Empty. It's like life has been drained out of me. Like I have nothing left inside except a dark, empty hollow. No feelings. No more life. This whirlwind of emotions and thoughts has left me breathless. Where am I? Why am I? I question my existence. 


It's tough to face your needs head on. It's even tougher when you try to achieve them without disturbing others standing close to you. But no one is an island. Every outburst effects the air surrounding it. Intense vibrations. They topple down stagnant cities. Then don't blame me for moving you. Cuz I've never been so ready to let go before.

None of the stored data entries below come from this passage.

//! Trace lifecycle operations.
//!
//! Every operation reads what it needs (the node, its ancestor chain, maybe
//! its children), computes the new values in memory and hands them to the
//! store as one batch. Nothing here locks; callers that may race on the same
//! tree must serialize access or run inside a store transaction.

use super::ancestry::{divergence_index, exclusive_time, find_ancestors};
use crate::error::{StoreError, TraceError, TraceResult};
use crate::models::{TaskStatus, Trace, TraceId, TraceView};
use crate::store::{TraceStore, WriteBatch};
use chrono::{DateTime, Duration, Utc};
use serde::{Deserialize, Serialize};
use tracing::{debug, info, warn};

/// How much time leaves the old ancestors when a node is reparented.
#[derive(Debug, Clone, Copy, PartialEq, Eq, Default, Serialize, Deserialize)]
#[serde(rename_all = "lowercase")]
pub enum ReparentWeight {
    /// Only the node's exclusive time moves; its children's totals stay
    /// with the old ancestors.
    #[default]
    Exclusive,
    /// The node's whole `actual` moves with it.
    Subtree,
}

/// Engine tuning knobs.
#[derive(Debug, Clone, Copy, Default)]
pub struct EngineOptions {
    pub reparent_weight: ReparentWeight,
}

/// The aggregation engine, generic over its record store.
pub struct TraceService<S> {
    store: S,
    options: EngineOptions,
}

impl<S: TraceStore> TraceService<S> {
    pub fn new(store: S) -> Self {
        Self::with_options(store, EngineOptions::default())
    }

    pub fn with_options(store: S, options: EngineOptions) -> Self {
        Self { store, options }
    }

    pub fn store(&self) -> &S {
        &self.store
    }

    pub fn options(&self) -> EngineOptions {
        self.options
    }

    /// Start tracking a task. New nodes carry no time, so ancestors are
    /// left alone.
    pub async fn create_trace(&self, id: TraceId, parent_id: Option<TraceId>) -> TraceResult<()> {
        if let Some(parent) = &parent_id {
            self.fetch_parent(parent).await?;
        }

        let trace = Trace::new(id, parent_id);
        self.store.create(trace.clone()).await?;

        info!(
            "Created trace {} (parent: {})",
            trace.id(),
            trace.parent_id().map_or("-", |p| p.as_str())
        );
        Ok(())
    }

    /// Remove a node and take its total out of every ancestor.
    ///
    /// The node is assumed to be a leaf; callers delete children first.
    pub async fn delete_trace(&self, id: &TraceId) -> TraceResult<()> {
        let trace = self.fetch(id).await?;
        let ancestors = find_ancestors(&self.store, id, trace.parent_id()).await?;

        let mut batch = ancestors
            .iter()
            .map(|ancestor| ancestor.with_actual_delta(-trace.actual()))
            .collect::<TraceResult<WriteBatch>>()?;
        batch.delete(id.clone());

        self.store.apply(batch).await?;

        info!(
            "Deleted trace {} ({} ancestors adjusted by -{}ms)",
            id,
            ancestors.len(),
            trace.actual().num_milliseconds()
        );
        Ok(())
    }

    /// Overwrite a node's `actual` and shift every ancestor by the change.
    pub async fn set_actual(&self, id: &TraceId, actual: Duration) -> TraceResult<()> {
        ensure_non_negative("actual", actual)?;

        let trace = self.fetch(id).await?;
        let diff = actual
            .checked_sub(&trace.actual())
            .ok_or_else(|| TraceError::DurationOverflow { id: id.clone() })?;
        if diff == Duration::zero() {
            debug!("Actual of {} unchanged, nothing to write", id);
            return Ok(());
        }

        let ancestors = find_ancestors(&self.store, id, trace.parent_id()).await?;

        let mut batch = WriteBatch::new();
        batch.put(trace.with_actual(actual));
        for ancestor in &ancestors {
            batch.put(ancestor.with_actual_delta(diff)?);
        }

        self.store.apply(batch).await?;

        info!(
            "Set actual of {} to {}ms ({} ancestors shifted by {}ms)",
            id,
            actual.num_milliseconds(),
            ancestors.len(),
            diff.num_milliseconds()
        );
        Ok(())
    }

    /// Set a node's planned duration. Estimates are not rolled up.
    pub async fn set_estimated(&self, id: &TraceId, estimated: Duration) -> TraceResult<()> {
        ensure_non_negative("estimated", estimated)?;

        let trace = self.fetch(id).await?;
        self.store
            .batch_update(vec![trace.with_estimated(estimated)])
            .await?;

        info!("Set estimate of {} to {}ms", id, estimated.num_milliseconds());
        Ok(())
    }

    /// React to a task status change: entering `doing` starts the timer,
    /// leaving it commits the elapsed time.
    pub async fn update_status(
        &self,
        id: &TraceId,
        status: TaskStatus,
        now: DateTime<Utc>,
    ) -> TraceResult<()> {
        let trace = self.fetch(id).await?;

        if status.is_in_progress() {
            self.start_timer(trace, now).await
        } else {
            self.stop_timer(trace, now).await
        }
    }

    /// Move a node under a new parent (or make it a root).
    ///
    /// Only the ancestors past the point where the old and new root paths
    /// diverge change: the old suffix loses the moved time, the new suffix
    /// gains it, and shared ancestors see no difference.
    pub async fn update_parent(
        &self,
        id: &TraceId,
        new_parent_id: Option<TraceId>,
    ) -> TraceResult<()> {
        let trace = self.fetch(id).await?;

        if trace.parent_id() == new_parent_id.as_ref() {
            debug!("Trace {} already under requested parent", id);
            return Ok(());
        }

        let new_path = match &new_parent_id {
            Some(parent) => {
                self.fetch_parent(parent).await?;
                let path = find_ancestors(&self.store, id, Some(parent)).await?;
                if path.iter().any(|ancestor| ancestor.id() == id) {
                    return Err(TraceError::CycleDetected {
                        id: id.clone(),
                        parent: parent.clone(),
                    });
                }
                path
            }
            None => Vec::new(),
        };

        let score = self.reparent_score(&trace).await?;

        let mut batch = WriteBatch::new();
        batch.put(trace.with_parent(new_parent_id.clone()));

        if score > Duration::zero() {
            let old_path = find_ancestors(&self.store, id, trace.parent_id()).await?;
            let pivot = divergence_index(&old_path, &new_path);

            debug!(
                "Reparenting {}: pivot {} of old depth {} / new depth {}",
                id,
                pivot,
                old_path.len(),
                new_path.len()
            );

            for ancestor in &old_path[pivot..] {
                batch.put(ancestor.with_actual_delta(-score)?);
            }
            for ancestor in &new_path[pivot..] {
                batch.put(ancestor.with_actual_delta(score)?);
            }
        }

        let writes = batch.len();
        self.store.apply(batch).await?;

        info!(
            "Moved trace {} under {} ({}ms moved, {} writes)",
            id,
            new_parent_id.as_ref().map_or("-", |p| p.as_str()),
            score.num_milliseconds().max(0),
            writes
        );
        Ok(())
    }

    /// Fetch a single node, parent pointer included.
    pub async fn get_trace(&self, id: &TraceId) -> TraceResult<Trace> {
        self.fetch(id).await
    }

    /// Batch read. Unknown ids are skipped; order is not guaranteed.
    pub async fn list_traces(&self, ids: &[TraceId]) -> TraceResult<Vec<TraceView>> {
        let traces = self.store.list_by_ids(ids).await?;
        Ok(traces.iter().map(TraceView::from).collect())
    }

    async fn start_timer(&self, trace: Trace, now: DateTime<Utc>) -> TraceResult<()> {
        if trace.started_at().is_some() {
            debug!("Timer of {} already running", trace.id());
            return Ok(());
        }

        // Running timers do not touch aggregates until they stop.
        self.store
            .batch_update(vec![trace.with_started_at(Some(now))])
            .await?;

        info!("Started timer of {} at {}", trace.id(), now);
        Ok(())
    }

    /// Commit the elapsed time to the node and every ancestor. Only this
    /// node's timer is cleared; a timer running on an ancestor keeps running
    /// and commits its own time when it stops.
    async fn stop_timer(&self, trace: Trace, now: DateTime<Utc>) -> TraceResult<()> {
        let Some(started_at) = trace.started_at() else {
            debug!("Timer of {} already stopped", trace.id());
            return Ok(());
        };

        let mut elapsed = now - started_at;
        if elapsed < Duration::zero() {
            warn!(
                "Timer of {} stopped at {} before it started at {}; committing nothing",
                trace.id(),
                now,
                started_at
            );
            elapsed = Duration::zero();
        }

        let ancestors = find_ancestors(&self.store, trace.id(), trace.parent_id()).await?;

        let mut batch = ancestors
            .iter()
            .map(|ancestor| ancestor.with_actual_delta(elapsed))
            .collect::<TraceResult<WriteBatch>>()?;
        batch.put(trace.with_actual_delta(elapsed)?.with_started_at(None));

        self.store.apply(batch).await?;

        info!(
            "Stopped timer of {} after {}ms ({} ancestors updated)",
            trace.id(),
            elapsed.num_milliseconds(),
            ancestors.len()
        );
        Ok(())
    }

    async fn reparent_score(&self, trace: &Trace) -> TraceResult<Duration> {
        match self.options.reparent_weight {
            ReparentWeight::Subtree => Ok(trace.actual()),
            ReparentWeight::Exclusive => {
                let children = self.store.list_children(trace.id()).await?;
                exclusive_time(trace, &children)
            }
        }
    }

    async fn fetch(&self, id: &TraceId) -> TraceResult<Trace> {
        match self.store.get(id).await {
            Ok(trace) => Ok(trace),
            Err(StoreError::NotFound(_)) => Err(TraceError::NotFound(id.clone())),
            Err(e) => Err(e.into()),
        }
    }

    async fn fetch_parent(&self, id: &TraceId) -> TraceResult<Trace> {
        match self.store.get(id).await {
            Ok(trace) => Ok(trace),
            Err(StoreError::NotFound(_)) => Err(TraceError::ParentNotFound(id.clone())),
            Err(e) => Err(e.into()),
        }
    }
}

fn ensure_non_negative(field: &'static str, value: Duration) -> TraceResult<()> {
    if value < Duration::zero() {
        return Err(TraceError::InvalidDuration {
            field,
            millis: value.num_milliseconds(),
        });
    }
    Ok(())
}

Lost. So lost. Like I'll never come back to reality. That's another thing that's hard to let go of. To have to touch your reality back again. It's like coming into consciousness from coma a number of times. Specially if it's as ugly as this. Why can't I turn back hands of time? Why can't I relive what I lost? 

It's even harder to have you so close. So calming, always caressing. Reality is an ugly demon in front of you. A breath of fresh air. So sweet, like honey on wounds. And every time I talk to you, it's like life has touched me once again. With it's warmth and comfort. I can get so used to it. Grasping at it like it's the last straw. Pulling me up every time I'm underwater. But will you last forever? Or will it fade off gradually? When interests change, when wants differ? 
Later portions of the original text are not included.